Start of Block

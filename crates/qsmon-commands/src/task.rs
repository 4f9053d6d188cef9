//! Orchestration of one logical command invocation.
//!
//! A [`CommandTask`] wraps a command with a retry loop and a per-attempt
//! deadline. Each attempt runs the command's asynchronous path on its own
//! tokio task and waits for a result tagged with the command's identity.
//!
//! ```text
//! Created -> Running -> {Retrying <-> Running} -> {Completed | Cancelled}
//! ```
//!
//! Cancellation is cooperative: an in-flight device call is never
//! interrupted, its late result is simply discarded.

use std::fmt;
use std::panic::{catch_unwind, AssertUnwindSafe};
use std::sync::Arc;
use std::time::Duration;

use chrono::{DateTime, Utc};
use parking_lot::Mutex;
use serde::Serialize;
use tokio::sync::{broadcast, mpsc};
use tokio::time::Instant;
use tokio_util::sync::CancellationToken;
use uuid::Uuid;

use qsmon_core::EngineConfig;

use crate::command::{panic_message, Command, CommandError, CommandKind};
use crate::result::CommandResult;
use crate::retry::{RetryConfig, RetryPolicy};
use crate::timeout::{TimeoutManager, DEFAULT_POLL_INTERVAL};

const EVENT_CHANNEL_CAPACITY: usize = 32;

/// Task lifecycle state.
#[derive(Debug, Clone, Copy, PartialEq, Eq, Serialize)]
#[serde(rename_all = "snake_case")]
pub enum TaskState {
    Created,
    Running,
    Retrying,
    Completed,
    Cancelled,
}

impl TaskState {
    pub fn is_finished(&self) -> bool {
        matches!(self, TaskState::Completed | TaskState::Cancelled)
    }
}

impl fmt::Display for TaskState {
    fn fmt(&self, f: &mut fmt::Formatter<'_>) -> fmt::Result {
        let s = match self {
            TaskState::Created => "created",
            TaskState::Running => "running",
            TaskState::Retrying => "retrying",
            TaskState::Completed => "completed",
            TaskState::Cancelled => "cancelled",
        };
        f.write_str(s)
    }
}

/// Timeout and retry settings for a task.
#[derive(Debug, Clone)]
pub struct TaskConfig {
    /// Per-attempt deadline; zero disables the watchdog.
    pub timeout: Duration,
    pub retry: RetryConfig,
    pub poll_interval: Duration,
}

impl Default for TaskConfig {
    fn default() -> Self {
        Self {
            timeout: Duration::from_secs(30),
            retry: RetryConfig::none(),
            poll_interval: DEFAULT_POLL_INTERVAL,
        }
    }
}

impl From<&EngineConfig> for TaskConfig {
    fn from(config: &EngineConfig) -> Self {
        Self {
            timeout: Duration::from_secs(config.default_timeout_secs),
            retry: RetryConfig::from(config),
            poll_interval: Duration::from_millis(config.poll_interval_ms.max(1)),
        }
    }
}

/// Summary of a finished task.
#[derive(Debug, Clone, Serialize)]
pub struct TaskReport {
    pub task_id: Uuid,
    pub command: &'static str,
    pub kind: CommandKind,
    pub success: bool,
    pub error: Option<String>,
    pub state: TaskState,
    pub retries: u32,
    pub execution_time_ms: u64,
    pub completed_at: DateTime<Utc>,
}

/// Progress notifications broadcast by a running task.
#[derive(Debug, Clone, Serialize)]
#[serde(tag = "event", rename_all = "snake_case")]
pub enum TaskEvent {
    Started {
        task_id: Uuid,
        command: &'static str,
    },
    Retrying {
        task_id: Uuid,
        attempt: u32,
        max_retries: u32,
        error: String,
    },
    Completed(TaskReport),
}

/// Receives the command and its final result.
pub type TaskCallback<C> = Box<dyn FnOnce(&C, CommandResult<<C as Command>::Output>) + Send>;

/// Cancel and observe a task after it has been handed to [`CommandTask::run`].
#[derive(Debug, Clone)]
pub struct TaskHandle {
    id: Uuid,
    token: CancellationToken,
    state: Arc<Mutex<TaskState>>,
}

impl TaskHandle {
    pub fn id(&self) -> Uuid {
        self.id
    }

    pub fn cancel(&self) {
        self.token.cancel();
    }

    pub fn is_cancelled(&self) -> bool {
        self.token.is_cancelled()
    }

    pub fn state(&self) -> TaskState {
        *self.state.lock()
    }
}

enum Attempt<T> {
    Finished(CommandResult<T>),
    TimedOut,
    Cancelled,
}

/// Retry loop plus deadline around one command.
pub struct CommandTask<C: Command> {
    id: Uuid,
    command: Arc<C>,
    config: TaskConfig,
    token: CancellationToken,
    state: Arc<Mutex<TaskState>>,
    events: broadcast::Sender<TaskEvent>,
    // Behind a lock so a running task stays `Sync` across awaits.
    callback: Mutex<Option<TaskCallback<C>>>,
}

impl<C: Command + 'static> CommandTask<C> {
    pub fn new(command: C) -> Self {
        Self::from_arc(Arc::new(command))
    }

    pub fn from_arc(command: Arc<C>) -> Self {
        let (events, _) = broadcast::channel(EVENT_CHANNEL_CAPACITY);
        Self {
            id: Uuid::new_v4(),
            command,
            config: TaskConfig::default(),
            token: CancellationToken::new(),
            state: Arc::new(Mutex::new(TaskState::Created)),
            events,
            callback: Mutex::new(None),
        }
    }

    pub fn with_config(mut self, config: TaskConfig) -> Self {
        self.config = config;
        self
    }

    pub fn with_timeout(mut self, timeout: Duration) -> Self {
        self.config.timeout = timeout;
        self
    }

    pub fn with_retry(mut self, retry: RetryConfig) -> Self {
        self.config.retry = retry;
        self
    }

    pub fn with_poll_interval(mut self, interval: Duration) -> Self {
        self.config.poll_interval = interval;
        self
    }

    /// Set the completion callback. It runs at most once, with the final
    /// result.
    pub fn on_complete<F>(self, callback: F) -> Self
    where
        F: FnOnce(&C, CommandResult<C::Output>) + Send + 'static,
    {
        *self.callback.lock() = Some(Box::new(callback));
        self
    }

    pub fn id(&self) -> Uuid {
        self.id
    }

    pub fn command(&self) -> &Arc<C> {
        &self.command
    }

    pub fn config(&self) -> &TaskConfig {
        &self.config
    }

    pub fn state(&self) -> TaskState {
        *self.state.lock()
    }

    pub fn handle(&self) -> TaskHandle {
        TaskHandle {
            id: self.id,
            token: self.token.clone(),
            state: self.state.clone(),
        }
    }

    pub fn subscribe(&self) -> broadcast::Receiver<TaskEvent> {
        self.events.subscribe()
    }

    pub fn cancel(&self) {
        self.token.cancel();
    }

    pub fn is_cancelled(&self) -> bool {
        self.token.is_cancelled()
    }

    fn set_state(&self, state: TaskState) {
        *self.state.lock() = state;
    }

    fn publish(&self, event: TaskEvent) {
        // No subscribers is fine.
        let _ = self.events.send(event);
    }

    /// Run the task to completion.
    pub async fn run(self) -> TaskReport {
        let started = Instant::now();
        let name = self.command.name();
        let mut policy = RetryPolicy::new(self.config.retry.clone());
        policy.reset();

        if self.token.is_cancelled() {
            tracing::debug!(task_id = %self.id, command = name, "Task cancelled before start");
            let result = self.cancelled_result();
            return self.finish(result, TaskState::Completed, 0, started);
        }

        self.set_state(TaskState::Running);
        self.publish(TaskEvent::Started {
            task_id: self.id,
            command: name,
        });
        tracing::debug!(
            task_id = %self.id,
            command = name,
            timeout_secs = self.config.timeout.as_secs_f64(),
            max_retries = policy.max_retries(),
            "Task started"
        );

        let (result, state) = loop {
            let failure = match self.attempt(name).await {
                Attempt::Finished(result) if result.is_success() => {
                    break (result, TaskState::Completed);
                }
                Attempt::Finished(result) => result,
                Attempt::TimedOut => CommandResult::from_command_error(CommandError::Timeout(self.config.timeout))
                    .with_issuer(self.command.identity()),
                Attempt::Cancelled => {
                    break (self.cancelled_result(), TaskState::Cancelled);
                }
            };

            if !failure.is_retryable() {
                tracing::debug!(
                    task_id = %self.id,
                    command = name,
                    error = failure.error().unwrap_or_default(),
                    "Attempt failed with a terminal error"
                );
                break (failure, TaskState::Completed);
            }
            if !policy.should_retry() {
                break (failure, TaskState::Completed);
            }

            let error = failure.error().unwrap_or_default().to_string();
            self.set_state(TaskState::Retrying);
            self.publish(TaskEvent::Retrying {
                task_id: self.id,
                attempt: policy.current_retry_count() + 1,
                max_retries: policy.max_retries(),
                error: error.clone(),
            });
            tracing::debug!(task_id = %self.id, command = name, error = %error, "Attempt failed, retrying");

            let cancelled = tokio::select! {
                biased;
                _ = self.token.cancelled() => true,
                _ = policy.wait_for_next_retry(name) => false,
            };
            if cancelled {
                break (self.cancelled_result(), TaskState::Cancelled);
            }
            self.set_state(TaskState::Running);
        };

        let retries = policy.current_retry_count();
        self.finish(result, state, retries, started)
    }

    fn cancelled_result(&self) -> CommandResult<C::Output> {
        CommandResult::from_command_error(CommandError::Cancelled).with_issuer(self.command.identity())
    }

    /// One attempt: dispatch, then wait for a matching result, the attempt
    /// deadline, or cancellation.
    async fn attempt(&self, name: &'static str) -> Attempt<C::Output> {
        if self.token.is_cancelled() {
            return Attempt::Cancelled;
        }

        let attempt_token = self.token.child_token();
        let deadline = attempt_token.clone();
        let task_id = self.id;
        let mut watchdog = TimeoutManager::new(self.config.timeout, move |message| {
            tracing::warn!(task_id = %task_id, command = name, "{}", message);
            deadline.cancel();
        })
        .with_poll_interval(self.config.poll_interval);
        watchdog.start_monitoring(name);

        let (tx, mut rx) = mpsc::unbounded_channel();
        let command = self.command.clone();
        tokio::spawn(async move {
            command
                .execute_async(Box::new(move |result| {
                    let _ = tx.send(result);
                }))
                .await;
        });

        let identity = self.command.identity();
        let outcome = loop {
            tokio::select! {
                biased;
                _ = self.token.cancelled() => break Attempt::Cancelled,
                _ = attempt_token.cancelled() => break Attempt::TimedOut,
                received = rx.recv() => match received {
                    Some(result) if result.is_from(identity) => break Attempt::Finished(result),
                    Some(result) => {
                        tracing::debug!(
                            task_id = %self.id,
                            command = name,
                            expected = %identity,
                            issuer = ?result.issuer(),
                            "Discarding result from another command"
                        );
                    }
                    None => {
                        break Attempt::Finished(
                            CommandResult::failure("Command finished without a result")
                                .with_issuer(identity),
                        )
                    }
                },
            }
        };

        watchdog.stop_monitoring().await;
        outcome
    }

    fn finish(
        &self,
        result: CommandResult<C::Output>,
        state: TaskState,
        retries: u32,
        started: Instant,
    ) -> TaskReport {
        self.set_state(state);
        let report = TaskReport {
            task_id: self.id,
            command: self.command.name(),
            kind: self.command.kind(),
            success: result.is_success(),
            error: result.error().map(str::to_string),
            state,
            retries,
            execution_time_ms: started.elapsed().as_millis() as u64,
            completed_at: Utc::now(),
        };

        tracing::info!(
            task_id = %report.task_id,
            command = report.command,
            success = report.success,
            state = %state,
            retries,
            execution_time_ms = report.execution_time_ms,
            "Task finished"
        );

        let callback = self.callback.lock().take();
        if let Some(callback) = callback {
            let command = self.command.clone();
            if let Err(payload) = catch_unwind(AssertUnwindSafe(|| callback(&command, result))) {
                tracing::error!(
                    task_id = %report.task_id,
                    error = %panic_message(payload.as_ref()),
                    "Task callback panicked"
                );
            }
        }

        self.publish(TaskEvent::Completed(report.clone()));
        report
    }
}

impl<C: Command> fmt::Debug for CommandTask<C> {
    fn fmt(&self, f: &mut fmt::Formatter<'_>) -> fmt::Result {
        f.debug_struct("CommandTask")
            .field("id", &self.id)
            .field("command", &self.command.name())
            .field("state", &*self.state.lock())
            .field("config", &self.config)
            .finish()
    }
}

End of Block
Start of Block

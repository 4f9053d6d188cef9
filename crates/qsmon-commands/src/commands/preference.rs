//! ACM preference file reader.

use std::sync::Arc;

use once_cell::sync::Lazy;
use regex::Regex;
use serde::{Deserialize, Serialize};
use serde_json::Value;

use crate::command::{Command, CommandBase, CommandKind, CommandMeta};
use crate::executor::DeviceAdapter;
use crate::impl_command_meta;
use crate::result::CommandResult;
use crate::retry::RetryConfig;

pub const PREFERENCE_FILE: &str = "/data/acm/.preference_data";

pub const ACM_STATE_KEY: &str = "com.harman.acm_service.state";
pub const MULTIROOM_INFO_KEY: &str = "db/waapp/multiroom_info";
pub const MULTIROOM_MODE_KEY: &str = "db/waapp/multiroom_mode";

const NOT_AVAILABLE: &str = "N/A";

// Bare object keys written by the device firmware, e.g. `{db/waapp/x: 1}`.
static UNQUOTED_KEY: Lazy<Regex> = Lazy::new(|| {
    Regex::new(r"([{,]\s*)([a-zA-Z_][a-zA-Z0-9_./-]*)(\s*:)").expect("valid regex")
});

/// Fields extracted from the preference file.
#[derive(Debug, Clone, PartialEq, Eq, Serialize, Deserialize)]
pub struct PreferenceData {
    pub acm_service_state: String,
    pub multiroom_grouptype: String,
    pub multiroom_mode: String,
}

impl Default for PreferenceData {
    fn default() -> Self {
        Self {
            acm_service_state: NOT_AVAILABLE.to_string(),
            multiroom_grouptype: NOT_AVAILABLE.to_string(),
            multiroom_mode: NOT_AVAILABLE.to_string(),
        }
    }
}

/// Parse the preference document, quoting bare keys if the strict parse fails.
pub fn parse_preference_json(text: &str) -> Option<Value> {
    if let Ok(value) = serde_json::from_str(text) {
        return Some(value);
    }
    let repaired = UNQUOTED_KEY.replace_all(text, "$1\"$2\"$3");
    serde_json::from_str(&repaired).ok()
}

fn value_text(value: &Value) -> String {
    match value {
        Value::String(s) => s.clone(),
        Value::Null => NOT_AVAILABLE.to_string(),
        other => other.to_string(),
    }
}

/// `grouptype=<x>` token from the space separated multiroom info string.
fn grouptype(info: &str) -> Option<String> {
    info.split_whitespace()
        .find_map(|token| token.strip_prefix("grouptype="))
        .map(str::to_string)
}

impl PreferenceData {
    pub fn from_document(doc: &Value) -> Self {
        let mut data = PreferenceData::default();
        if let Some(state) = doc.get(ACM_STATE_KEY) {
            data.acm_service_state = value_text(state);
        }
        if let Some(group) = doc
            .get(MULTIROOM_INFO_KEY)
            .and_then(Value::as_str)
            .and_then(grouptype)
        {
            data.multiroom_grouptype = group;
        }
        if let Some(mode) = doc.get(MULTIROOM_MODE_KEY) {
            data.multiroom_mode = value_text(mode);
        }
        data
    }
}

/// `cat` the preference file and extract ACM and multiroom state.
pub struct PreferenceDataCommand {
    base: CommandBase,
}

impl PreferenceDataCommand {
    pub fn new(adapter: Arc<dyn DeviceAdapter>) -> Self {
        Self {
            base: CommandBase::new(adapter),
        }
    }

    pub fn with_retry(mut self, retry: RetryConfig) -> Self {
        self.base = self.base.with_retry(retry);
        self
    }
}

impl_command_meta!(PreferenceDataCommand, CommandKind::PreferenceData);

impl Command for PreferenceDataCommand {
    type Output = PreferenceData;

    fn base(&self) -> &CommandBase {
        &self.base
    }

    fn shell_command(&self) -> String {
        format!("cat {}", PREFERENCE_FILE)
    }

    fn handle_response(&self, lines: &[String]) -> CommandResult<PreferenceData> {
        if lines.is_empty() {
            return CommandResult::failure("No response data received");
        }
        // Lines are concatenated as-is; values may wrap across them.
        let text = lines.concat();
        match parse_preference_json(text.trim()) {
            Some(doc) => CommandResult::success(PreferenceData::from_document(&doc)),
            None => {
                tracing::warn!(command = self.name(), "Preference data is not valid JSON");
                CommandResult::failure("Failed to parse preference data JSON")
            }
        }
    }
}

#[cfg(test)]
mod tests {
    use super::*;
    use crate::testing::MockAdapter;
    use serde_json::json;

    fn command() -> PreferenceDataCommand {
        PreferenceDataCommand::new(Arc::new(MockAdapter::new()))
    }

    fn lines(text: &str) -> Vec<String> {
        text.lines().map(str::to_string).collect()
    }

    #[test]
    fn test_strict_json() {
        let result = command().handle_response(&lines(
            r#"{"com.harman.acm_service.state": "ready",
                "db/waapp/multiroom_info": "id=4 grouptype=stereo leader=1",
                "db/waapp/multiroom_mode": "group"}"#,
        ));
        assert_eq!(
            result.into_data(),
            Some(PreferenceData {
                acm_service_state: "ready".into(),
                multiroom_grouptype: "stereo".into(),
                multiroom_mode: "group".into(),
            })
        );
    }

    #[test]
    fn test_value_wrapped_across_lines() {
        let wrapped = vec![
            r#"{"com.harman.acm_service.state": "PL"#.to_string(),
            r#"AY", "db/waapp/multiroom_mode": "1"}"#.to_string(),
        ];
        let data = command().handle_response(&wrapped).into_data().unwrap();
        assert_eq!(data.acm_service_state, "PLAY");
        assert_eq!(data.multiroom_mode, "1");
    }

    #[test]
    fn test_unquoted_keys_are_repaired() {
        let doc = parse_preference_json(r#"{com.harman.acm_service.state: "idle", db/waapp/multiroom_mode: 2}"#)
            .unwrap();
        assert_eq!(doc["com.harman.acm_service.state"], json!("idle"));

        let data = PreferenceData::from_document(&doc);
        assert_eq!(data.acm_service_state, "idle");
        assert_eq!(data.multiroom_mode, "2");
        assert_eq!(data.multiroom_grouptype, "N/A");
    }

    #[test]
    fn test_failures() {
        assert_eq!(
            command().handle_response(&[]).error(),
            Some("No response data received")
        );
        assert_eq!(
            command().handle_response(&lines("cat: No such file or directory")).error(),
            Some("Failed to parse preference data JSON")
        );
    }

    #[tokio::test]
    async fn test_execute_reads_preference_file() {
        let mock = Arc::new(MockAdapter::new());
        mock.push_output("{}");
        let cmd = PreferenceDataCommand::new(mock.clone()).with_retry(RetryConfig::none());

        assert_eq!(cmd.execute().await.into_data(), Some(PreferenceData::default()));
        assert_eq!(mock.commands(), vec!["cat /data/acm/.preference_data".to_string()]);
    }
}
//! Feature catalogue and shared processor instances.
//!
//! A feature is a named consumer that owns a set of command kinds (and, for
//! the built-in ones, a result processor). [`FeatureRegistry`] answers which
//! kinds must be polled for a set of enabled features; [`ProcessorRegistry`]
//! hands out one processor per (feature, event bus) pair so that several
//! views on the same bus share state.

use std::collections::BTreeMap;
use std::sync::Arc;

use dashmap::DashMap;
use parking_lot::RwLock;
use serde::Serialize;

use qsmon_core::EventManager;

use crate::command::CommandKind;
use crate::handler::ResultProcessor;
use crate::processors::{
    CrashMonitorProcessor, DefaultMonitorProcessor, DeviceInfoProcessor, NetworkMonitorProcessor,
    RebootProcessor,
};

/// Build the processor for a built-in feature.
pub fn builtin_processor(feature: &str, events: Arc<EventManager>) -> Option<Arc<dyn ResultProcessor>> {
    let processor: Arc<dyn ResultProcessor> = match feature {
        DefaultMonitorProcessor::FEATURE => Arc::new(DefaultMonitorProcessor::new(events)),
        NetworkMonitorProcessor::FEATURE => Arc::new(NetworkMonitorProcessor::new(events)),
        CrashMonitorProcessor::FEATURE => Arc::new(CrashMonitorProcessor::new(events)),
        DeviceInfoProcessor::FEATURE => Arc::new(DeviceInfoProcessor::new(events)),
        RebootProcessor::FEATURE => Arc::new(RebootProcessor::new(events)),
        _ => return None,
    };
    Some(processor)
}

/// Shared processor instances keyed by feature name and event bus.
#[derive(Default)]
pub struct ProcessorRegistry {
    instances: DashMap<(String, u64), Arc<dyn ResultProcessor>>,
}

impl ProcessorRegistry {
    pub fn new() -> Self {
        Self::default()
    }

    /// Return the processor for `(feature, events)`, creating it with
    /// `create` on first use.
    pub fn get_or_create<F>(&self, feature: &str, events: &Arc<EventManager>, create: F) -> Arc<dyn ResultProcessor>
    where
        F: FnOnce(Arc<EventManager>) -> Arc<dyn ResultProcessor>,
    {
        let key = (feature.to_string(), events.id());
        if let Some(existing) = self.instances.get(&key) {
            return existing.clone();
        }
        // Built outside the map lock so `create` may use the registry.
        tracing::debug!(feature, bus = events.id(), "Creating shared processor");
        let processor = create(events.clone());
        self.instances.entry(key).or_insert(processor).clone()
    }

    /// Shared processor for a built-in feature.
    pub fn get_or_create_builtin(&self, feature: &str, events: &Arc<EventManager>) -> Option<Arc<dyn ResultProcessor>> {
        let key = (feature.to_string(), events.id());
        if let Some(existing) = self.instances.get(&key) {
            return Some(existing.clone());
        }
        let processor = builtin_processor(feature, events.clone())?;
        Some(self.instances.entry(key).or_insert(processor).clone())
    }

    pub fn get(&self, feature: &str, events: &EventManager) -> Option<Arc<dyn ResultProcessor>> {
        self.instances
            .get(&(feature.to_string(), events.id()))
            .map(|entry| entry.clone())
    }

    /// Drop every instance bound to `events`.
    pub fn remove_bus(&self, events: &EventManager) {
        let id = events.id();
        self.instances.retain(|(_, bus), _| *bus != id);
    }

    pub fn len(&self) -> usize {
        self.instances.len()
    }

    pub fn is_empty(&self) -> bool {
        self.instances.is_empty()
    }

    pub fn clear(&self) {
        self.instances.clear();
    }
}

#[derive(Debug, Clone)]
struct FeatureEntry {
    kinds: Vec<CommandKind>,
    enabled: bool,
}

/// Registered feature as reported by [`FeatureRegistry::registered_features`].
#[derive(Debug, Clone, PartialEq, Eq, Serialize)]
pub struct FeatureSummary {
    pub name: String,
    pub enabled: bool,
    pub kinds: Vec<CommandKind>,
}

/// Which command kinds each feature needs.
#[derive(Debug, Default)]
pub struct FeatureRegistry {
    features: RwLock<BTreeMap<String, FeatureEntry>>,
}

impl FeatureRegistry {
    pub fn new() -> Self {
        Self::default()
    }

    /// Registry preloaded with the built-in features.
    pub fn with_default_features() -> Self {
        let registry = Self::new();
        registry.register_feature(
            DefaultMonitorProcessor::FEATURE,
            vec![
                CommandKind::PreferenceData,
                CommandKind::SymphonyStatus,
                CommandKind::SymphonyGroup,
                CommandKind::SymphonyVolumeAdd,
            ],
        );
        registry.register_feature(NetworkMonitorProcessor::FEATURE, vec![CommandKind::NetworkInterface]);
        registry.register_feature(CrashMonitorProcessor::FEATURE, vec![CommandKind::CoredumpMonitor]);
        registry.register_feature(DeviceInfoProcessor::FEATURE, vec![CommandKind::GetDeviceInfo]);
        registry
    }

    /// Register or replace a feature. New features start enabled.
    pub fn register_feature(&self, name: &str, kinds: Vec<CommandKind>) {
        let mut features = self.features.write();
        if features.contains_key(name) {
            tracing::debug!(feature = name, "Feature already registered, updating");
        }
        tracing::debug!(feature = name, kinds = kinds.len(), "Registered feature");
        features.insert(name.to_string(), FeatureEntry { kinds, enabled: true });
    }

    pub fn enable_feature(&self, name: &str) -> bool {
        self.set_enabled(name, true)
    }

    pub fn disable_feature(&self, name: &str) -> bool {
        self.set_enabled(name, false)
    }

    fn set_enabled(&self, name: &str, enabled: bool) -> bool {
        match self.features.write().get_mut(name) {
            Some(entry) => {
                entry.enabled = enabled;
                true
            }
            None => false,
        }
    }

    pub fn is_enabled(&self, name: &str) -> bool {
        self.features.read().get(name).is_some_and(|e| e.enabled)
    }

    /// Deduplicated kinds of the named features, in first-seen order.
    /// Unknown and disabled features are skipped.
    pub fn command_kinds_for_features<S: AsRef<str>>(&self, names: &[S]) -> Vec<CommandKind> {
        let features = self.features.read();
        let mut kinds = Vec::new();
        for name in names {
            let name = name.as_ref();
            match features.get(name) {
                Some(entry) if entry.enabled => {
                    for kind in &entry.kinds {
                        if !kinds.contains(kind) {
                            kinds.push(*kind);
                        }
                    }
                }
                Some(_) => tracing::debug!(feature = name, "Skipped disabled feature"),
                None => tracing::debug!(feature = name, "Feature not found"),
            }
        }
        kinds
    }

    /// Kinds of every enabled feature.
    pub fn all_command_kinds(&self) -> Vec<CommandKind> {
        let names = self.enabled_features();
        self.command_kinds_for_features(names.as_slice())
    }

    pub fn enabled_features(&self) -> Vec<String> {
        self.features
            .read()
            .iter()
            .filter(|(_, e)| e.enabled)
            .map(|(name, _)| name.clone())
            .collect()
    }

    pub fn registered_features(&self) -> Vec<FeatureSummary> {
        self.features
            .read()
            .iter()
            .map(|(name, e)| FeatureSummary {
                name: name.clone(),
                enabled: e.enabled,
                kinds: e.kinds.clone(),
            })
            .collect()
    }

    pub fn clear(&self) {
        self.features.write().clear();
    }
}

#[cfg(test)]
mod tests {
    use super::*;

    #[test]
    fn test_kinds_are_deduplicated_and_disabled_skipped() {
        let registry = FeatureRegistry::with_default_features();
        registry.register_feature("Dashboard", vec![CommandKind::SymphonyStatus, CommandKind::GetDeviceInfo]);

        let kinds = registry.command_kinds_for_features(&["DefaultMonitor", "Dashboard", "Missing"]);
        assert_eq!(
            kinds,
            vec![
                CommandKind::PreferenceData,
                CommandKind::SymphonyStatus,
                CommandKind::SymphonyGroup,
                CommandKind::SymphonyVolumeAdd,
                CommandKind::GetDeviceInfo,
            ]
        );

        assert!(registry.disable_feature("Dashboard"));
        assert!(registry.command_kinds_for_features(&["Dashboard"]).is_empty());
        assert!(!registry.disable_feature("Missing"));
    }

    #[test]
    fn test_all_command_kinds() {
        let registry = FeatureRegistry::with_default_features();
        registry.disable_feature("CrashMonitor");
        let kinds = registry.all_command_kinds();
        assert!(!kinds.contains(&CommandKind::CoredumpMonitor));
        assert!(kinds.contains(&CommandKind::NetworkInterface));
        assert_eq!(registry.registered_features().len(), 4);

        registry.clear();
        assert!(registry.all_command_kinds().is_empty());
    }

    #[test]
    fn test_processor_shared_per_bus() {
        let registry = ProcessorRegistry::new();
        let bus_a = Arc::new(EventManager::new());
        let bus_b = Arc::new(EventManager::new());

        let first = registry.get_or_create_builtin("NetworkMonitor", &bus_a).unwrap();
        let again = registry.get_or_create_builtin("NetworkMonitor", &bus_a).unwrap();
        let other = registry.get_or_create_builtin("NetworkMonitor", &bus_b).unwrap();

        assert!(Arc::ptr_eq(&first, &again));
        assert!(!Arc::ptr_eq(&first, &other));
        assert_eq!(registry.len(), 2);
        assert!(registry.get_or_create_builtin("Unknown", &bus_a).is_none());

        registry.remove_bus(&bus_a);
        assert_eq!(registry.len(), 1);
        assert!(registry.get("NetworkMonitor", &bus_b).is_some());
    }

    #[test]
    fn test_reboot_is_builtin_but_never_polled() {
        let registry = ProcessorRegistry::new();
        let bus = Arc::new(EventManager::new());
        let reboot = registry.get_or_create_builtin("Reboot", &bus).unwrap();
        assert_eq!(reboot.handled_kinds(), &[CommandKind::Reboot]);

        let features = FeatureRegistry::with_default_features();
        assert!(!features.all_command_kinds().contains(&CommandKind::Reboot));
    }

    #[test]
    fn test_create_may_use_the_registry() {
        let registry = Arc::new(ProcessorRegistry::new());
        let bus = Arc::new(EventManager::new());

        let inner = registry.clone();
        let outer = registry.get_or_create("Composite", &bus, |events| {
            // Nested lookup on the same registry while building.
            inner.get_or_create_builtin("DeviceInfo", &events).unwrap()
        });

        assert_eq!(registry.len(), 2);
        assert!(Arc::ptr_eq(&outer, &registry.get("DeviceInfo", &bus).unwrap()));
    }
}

End of Block
Start of Block

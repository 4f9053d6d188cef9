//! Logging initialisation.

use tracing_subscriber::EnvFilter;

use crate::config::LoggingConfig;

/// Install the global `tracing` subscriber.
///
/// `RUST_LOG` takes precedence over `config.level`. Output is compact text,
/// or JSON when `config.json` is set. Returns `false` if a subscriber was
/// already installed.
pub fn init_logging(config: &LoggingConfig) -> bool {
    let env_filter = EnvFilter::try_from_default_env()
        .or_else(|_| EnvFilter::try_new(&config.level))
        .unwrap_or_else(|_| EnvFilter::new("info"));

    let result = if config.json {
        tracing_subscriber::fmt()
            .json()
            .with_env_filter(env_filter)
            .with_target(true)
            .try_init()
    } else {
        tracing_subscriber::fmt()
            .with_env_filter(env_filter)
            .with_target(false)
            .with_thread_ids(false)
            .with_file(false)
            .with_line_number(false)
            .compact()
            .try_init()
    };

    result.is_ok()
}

End of Block

Task details: Among the entries above, copy exactly only the lines starting with the one containing "pub struct ProcessorRegistry" and going through the one containing "Drop every instance", both ends included.

Exercise result:
pub struct ProcessorRegistry {
    instances: DashMap<(String, u64), Arc<dyn ResultProcessor>>,
}

impl ProcessorRegistry {
    pub fn new() -> Self {
        Self::default()
    }

    /// Return the processor for `(feature, events)`, creating it with
    /// `create` on first use.
    pub fn get_or_create<F>(&self, feature: &str, events: &Arc<EventManager>, create: F) -> Arc<dyn ResultProcessor>
    where
        F: FnOnce(Arc<EventManager>) -> Arc<dyn ResultProcessor>,
    {
        let key = (feature.to_string(), events.id());
        if let Some(existing) = self.instances.get(&key) {
            return existing.clone();
        }
        // Built outside the map lock so `create` may use the registry.
        tracing::debug!(feature, bus = events.id(), "Creating shared processor");
        let processor = create(events.clone());
        self.instances.entry(key).or_insert(processor).clone()
    }

    /// Shared processor for a built-in feature.
    pub fn get_or_create_builtin(&self, feature: &str, events: &Arc<EventManager>) -> Option<Arc<dyn ResultProcessor>> {
        let key = (feature.to_string(), events.id());
        if let Some(existing) = self.instances.get(&key) {
            return Some(existing.clone());
        }
        let processor = builtin_processor(feature, events.clone())?;
        Some(self.instances.entry(key).or_insert(processor).clone())
    }

    pub fn get(&self, feature: &str, events: &EventManager) -> Option<Arc<dyn ResultProcessor>> {
        self.instances
            .get(&(feature.to_string(), events.id()))
            .map(|entry| entry.clone())
    }

    /// Drop every instance bound to `events`.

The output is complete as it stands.